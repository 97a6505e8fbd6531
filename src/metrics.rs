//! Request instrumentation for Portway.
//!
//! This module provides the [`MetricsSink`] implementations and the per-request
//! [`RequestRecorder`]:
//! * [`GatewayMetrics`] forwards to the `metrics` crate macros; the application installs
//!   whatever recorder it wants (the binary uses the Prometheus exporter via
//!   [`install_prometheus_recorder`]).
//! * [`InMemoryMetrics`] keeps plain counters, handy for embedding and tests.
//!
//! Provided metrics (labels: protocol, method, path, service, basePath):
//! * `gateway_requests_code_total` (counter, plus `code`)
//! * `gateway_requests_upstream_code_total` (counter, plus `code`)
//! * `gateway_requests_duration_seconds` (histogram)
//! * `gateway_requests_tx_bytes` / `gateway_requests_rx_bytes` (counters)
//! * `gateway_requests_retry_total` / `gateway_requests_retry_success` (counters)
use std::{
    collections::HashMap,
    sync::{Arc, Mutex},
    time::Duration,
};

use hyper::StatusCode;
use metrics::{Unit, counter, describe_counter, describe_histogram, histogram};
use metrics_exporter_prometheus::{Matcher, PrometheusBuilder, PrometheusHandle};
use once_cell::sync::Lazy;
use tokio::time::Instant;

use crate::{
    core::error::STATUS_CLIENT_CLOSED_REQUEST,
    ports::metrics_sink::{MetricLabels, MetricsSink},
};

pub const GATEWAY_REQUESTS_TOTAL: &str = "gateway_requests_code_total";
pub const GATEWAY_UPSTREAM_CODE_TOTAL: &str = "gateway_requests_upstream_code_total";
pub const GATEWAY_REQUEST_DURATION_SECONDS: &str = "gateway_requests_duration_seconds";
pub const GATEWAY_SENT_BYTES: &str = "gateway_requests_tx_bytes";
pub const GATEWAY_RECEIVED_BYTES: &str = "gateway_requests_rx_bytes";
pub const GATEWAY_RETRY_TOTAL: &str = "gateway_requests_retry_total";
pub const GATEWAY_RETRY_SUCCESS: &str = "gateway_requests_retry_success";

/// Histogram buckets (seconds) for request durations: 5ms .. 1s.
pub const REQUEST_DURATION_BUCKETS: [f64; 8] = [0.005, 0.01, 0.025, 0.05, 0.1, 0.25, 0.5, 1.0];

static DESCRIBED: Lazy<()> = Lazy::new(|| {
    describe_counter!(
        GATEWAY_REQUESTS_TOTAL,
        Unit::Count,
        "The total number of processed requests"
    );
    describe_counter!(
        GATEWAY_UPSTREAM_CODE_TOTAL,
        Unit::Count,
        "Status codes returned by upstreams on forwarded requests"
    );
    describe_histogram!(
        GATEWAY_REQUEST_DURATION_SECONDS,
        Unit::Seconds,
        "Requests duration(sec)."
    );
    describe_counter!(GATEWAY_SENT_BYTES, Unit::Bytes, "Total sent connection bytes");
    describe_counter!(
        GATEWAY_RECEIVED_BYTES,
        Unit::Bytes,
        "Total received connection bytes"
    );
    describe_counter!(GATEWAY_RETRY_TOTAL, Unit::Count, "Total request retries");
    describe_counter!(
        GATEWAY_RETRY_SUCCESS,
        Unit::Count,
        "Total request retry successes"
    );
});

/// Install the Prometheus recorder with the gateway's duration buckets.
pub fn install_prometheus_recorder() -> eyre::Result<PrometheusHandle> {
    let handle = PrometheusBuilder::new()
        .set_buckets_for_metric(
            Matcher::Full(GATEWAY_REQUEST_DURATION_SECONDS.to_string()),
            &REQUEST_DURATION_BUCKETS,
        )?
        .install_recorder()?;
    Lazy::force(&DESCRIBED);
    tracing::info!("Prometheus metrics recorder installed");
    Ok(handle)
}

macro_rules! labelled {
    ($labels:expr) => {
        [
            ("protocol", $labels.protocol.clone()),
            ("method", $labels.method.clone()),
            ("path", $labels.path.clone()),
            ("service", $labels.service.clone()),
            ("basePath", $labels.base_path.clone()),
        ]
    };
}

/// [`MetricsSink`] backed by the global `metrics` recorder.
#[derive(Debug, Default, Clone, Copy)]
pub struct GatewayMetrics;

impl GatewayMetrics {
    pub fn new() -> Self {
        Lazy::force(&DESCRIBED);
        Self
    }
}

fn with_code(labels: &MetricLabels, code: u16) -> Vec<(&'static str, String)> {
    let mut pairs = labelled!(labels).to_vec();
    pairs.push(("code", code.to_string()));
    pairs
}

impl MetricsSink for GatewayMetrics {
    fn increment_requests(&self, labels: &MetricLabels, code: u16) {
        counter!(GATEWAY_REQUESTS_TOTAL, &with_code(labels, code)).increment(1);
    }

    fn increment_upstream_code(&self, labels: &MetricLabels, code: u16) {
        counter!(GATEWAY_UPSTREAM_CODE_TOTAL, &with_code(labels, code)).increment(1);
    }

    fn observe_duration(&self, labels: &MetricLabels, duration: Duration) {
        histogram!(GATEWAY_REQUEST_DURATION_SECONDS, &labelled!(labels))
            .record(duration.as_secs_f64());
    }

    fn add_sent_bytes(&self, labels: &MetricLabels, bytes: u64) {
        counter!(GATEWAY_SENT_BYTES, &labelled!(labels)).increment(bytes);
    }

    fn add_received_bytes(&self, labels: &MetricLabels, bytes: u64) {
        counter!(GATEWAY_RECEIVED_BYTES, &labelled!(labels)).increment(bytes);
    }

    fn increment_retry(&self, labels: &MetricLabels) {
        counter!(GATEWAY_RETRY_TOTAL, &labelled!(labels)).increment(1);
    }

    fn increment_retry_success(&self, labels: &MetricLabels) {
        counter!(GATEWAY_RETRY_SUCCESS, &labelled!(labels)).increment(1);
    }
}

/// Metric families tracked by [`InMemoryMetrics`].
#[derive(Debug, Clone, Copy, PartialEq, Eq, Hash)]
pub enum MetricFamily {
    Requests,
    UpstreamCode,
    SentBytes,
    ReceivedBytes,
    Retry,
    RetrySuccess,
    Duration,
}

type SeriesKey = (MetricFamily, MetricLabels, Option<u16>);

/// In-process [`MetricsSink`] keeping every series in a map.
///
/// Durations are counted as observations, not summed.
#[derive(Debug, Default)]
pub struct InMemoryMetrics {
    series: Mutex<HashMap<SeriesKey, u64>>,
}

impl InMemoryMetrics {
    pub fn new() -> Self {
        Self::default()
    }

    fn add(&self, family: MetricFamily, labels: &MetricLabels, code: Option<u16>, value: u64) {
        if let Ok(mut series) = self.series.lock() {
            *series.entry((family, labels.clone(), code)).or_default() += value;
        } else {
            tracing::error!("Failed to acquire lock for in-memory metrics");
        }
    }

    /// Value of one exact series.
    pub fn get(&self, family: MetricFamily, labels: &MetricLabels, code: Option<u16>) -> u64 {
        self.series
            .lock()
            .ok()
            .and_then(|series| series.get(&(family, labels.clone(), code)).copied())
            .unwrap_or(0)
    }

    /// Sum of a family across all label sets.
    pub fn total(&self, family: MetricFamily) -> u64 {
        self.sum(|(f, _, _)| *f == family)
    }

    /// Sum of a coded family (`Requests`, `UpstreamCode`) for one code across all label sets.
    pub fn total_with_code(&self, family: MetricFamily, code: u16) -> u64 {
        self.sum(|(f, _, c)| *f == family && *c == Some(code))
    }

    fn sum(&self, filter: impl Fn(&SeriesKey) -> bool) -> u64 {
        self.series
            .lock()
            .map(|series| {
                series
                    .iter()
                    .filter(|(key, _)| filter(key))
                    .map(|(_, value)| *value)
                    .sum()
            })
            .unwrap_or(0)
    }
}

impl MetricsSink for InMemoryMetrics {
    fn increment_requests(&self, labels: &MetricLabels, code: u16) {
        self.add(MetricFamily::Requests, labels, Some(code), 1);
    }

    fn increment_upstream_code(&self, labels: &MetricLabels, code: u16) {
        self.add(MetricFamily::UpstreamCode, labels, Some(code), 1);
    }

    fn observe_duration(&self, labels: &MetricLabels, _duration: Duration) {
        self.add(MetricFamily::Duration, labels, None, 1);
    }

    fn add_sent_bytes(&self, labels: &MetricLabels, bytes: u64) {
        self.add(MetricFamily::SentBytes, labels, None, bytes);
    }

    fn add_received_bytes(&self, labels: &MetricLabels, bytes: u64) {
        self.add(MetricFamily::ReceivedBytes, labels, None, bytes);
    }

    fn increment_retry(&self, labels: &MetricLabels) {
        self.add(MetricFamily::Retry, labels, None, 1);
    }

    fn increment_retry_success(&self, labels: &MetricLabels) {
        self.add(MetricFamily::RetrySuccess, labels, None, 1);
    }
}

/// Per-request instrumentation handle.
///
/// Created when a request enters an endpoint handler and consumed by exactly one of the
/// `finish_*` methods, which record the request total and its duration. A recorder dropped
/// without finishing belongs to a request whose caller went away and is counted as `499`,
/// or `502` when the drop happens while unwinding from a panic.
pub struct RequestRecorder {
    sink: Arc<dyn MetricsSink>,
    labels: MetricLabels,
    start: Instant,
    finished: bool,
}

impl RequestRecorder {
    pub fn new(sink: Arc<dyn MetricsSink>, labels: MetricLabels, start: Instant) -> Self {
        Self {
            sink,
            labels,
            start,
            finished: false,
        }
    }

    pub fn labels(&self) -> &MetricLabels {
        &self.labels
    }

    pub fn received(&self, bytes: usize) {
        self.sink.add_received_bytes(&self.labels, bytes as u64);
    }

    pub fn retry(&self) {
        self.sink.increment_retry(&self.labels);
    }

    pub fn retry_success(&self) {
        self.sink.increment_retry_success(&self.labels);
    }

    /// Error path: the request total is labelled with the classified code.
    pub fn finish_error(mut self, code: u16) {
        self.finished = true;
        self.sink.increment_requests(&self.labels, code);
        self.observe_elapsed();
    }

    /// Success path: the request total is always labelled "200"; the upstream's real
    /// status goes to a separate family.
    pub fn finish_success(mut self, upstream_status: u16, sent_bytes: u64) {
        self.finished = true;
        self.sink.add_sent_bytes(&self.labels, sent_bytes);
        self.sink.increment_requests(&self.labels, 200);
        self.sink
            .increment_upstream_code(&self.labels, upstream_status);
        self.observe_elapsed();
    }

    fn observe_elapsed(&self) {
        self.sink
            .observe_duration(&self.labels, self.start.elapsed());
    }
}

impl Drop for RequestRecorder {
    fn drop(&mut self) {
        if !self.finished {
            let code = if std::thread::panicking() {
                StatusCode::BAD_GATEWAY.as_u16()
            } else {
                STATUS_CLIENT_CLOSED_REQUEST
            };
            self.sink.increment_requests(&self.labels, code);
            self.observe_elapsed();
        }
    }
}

===============

* **PROBLEM STATEMENT**
The word to find is "Option". Copy every line of the data that holds it.

* **ANSWER SPACE**
type SeriesKey = (MetricFamily, MetricLabels, Option<u16>);
    fn add(&self, family: MetricFamily, labels: &MetricLabels, code: Option<u16>, value: u64) {
    pub fn get(&self, family: MetricFamily, labels: &MetricLabels, code: Option<u16>) -> u64 {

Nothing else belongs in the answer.